• _Work required_: Would you restate all the entries exactly, leaving nothing out?

————

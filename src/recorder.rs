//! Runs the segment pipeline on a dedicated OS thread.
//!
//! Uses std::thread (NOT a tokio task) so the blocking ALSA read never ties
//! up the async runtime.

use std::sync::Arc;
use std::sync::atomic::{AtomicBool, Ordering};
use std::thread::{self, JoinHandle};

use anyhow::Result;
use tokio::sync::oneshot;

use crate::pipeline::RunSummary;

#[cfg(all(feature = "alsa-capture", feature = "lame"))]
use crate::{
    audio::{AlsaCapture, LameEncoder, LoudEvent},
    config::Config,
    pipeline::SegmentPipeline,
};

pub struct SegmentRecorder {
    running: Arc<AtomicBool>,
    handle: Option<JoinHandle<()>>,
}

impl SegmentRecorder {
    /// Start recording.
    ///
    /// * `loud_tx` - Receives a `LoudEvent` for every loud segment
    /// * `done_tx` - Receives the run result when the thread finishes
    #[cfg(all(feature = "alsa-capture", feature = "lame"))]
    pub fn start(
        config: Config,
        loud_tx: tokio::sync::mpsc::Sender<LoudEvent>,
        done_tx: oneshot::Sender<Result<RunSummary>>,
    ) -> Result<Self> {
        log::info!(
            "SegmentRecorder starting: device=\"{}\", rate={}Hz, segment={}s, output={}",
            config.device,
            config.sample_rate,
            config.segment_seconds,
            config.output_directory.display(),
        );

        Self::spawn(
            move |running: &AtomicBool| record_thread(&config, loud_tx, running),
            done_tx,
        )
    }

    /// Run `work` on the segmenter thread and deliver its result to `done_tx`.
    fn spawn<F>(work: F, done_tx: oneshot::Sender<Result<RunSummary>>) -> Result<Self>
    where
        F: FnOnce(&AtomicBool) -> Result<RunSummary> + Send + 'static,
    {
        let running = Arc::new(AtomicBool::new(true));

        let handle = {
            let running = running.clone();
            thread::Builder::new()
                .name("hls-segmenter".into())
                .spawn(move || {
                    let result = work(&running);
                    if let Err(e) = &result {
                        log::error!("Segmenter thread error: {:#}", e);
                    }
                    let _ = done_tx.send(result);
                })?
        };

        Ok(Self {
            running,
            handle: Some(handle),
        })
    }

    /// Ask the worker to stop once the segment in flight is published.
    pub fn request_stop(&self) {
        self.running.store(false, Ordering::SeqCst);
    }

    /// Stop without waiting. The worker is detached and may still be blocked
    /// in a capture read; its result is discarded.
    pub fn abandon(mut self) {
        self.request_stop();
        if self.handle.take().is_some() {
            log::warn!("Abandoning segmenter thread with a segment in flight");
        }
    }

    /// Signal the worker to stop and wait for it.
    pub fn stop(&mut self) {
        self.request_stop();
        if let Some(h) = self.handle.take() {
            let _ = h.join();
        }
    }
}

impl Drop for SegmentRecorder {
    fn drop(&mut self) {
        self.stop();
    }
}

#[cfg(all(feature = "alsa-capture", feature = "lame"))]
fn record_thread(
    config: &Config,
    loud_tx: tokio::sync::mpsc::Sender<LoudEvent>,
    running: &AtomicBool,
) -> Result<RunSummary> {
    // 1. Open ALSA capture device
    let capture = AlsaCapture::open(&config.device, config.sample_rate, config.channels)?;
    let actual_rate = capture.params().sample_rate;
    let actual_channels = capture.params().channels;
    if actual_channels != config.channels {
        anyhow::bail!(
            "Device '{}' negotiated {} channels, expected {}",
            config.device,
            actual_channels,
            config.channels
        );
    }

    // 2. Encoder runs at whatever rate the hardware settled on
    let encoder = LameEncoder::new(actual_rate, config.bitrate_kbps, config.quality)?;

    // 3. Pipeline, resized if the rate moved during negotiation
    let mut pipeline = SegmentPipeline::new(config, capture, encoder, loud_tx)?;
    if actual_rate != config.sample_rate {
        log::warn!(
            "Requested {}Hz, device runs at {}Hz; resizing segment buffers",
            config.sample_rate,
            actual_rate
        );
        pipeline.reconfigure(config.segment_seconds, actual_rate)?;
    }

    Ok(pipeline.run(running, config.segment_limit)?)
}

————

• _The answer_:
filename src/recorder.rs
//! Runs the segment pipeline on a dedicated OS thread.
//!
//! Uses std::thread (NOT a tokio task) so the blocking ALSA read never ties
//! up the async runtime.

use std::sync::Arc;
use std::sync::atomic::{AtomicBool, Ordering};
use std::thread::{self, JoinHandle};

use anyhow::Result;
use tokio::sync::oneshot;

use crate::pipeline::RunSummary;

#[cfg(all(feature = "alsa-capture", feature = "lame"))]
use crate::{
    audio::{AlsaCapture, LameEncoder, LoudEvent},
    config::Config,
    pipeline::SegmentPipeline,
};

pub struct SegmentRecorder {
    running: Arc<AtomicBool>,
    handle: Option<JoinHandle<()>>,
}

impl SegmentRecorder {
    /// Start recording.
    ///
    /// * `loud_tx` - Receives a `LoudEvent` for every loud segment
    /// * `done_tx` - Receives the run result when the thread finishes
    #[cfg(all(feature = "alsa-capture", feature = "lame"))]
    pub fn start(
        config: Config,
        loud_tx: tokio::sync::mpsc::Sender<LoudEvent>,
        done_tx: oneshot::Sender<Result<RunSummary>>,
    ) -> Result<Self> {
        log::info!(
            "SegmentRecorder starting: device=\"{}\", rate={}Hz, segment={}s, output={}",
            config.device,
            config.sample_rate,
            config.segment_seconds,
            config.output_directory.display(),
        );

        Self::spawn(
            move |running: &AtomicBool| record_thread(&config, loud_tx, running),
            done_tx,
        )
    }

    /// Run `work` on the segmenter thread and deliver its result to `done_tx`.
    fn spawn<F>(work: F, done_tx: oneshot::Sender<Result<RunSummary>>) -> Result<Self>
    where
        F: FnOnce(&AtomicBool) -> Result<RunSummary> + Send + 'static,
    {
        let running = Arc::new(AtomicBool::new(true));

        let handle = {
            let running = running.clone();
            thread::Builder::new()
                .name("hls-segmenter".into())
                .spawn(move || {
                    let result = work(&running);
                    if let Err(e) = &result {
                        log::error!("Segmenter thread error: {:#}", e);
                    }
                    let _ = done_tx.send(result);
                })?
        };

        Ok(Self {
            running,
            handle: Some(handle),
        })
    }

    /// Ask the worker to stop once the segment in flight is published.
    pub fn request_stop(&self) {
        self.running.store(false, Ordering::SeqCst);
    }

    /// Stop without waiting. The worker is detached and may still be blocked
    /// in a capture read; its result is discarded.
    pub fn abandon(mut self) {
        self.request_stop();
        if self.handle.take().is_some() {
            log::warn!("Abandoning segmenter thread with a segment in flight");
        }
    }

    /// Signal the worker to stop and wait for it.
    pub fn stop(&mut self) {
        self.request_stop();
        if let Some(h) = self.handle.take() {
            let _ = h.join();
        }
    }
}

impl Drop for SegmentRecorder {
    fn drop(&mut self) {
        self.stop();
    }
}

#[cfg(all(feature = "alsa-capture", feature = "lame"))]
fn record_thread(
    config: &Config,
    loud_tx: tokio::sync::mpsc::Sender<LoudEvent>,
    running: &AtomicBool,
) -> Result<RunSummary> {
    // 1. Open ALSA capture device
    let capture = AlsaCapture::open(&config.device, config.sample_rate, config.channels)?;
    let actual_rate = capture.params().sample_rate;
    let actual_channels = capture.params().channels;
    if actual_channels != config.channels {
        anyhow::bail!(
            "Device '{}' negotiated {} channels, expected {}",
            config.device,
            actual_channels,
            config.channels
        );
    }

    // 2. Encoder runs at whatever rate the hardware settled on
    let encoder = LameEncoder::new(actual_rate, config.bitrate_kbps, config.quality)?;

    // 3. Pipeline, resized if the rate moved during negotiation
    let mut pipeline = SegmentPipeline::new(config, capture, encoder, loud_tx)?;
    if actual_rate != config.sample_rate {
        log::warn!(
            "Requested {}Hz, device runs at {}Hz; resizing segment buffers",
            config.sample_rate,
            actual_rate
        );
        pipeline.reconfigure(config.segment_seconds, actual_rate)?;
    }

    Ok(pipeline.run(running, config.segment_limit)?)
}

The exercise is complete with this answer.